[Start of Attachment]
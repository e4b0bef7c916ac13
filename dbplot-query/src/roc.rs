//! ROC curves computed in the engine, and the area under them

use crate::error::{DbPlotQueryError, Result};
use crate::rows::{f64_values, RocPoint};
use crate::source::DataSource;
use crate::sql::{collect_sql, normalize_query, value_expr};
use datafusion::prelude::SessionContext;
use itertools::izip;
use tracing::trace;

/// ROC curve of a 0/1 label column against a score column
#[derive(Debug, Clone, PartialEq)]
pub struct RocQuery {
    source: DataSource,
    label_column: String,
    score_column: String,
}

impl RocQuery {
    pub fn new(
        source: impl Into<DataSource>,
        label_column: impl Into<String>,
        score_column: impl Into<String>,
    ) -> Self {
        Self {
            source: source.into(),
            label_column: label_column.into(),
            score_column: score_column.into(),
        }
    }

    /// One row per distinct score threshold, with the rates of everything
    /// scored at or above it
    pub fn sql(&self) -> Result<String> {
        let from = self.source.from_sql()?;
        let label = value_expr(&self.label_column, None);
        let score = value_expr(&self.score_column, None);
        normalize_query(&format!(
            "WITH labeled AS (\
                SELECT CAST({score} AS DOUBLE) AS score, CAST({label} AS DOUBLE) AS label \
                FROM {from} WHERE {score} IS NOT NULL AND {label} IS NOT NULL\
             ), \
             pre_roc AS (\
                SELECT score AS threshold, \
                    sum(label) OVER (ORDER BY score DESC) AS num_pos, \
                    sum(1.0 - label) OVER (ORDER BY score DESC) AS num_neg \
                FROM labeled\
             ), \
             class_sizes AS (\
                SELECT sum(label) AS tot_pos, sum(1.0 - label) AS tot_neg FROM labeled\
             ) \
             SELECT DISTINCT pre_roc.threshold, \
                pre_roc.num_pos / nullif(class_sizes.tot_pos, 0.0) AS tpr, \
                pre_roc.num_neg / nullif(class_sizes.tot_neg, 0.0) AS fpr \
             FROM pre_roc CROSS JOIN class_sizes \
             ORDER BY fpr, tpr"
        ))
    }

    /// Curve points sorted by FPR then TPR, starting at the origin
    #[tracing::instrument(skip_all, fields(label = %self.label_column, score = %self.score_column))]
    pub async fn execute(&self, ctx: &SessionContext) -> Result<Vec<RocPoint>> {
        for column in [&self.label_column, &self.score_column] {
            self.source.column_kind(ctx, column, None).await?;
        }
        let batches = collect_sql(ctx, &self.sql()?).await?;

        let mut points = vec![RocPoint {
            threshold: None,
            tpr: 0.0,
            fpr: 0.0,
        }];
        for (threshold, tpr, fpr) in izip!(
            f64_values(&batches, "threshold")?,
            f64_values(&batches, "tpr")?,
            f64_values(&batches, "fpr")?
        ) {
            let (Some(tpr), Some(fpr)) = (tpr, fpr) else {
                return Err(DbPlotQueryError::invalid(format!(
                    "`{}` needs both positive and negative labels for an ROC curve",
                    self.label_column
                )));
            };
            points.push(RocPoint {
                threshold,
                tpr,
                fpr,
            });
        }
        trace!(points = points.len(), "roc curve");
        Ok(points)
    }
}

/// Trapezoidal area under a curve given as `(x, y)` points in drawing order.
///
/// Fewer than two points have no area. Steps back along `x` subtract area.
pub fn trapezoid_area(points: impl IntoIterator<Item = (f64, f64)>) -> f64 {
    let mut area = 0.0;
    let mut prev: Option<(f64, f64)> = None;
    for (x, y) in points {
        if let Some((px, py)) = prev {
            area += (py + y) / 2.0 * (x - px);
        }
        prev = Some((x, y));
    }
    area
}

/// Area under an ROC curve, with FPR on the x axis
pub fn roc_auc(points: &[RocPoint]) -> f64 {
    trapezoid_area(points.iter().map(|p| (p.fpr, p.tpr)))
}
[End of Attachment]
#### [To do]
Only the lines from the one with "let (Some(tpr), Some(fpr))" through the final line above belong in the answer, each retyped exactly.

#### [Output of the exercise]
            let (Some(tpr), Some(fpr)) = (tpr, fpr) else {
                return Err(DbPlotQueryError::invalid(format!(
                    "`{}` needs both positive and negative labels for an ROC curve",
                    self.label_column
                )));
            };
            points.push(RocPoint {
                threshold,
                tpr,
                fpr,
            });
        }
        trace!(points = points.len(), "roc curve");
        Ok(points)
    }
}

/// Trapezoidal area under a curve given as `(x, y)` points in drawing order.
///
/// Fewer than two points have no area. Steps back along `x` subtract area.
pub fn trapezoid_area(points: impl IntoIterator<Item = (f64, f64)>) -> f64 {
    let mut area = 0.0;
    let mut prev: Option<(f64, f64)> = None;
    for (x, y) in points {
        if let Some((px, py)) = prev {
            area += (py + y) / 2.0 * (x - px);
        }
        prev = Some((x, y));
    }
    area
}

/// Area under an ROC curve, with FPR on the x axis
pub fn roc_auc(points: &[RocPoint]) -> f64 {
    trapezoid_area(points.iter().map(|p| (p.fpr, p.tpr)))
}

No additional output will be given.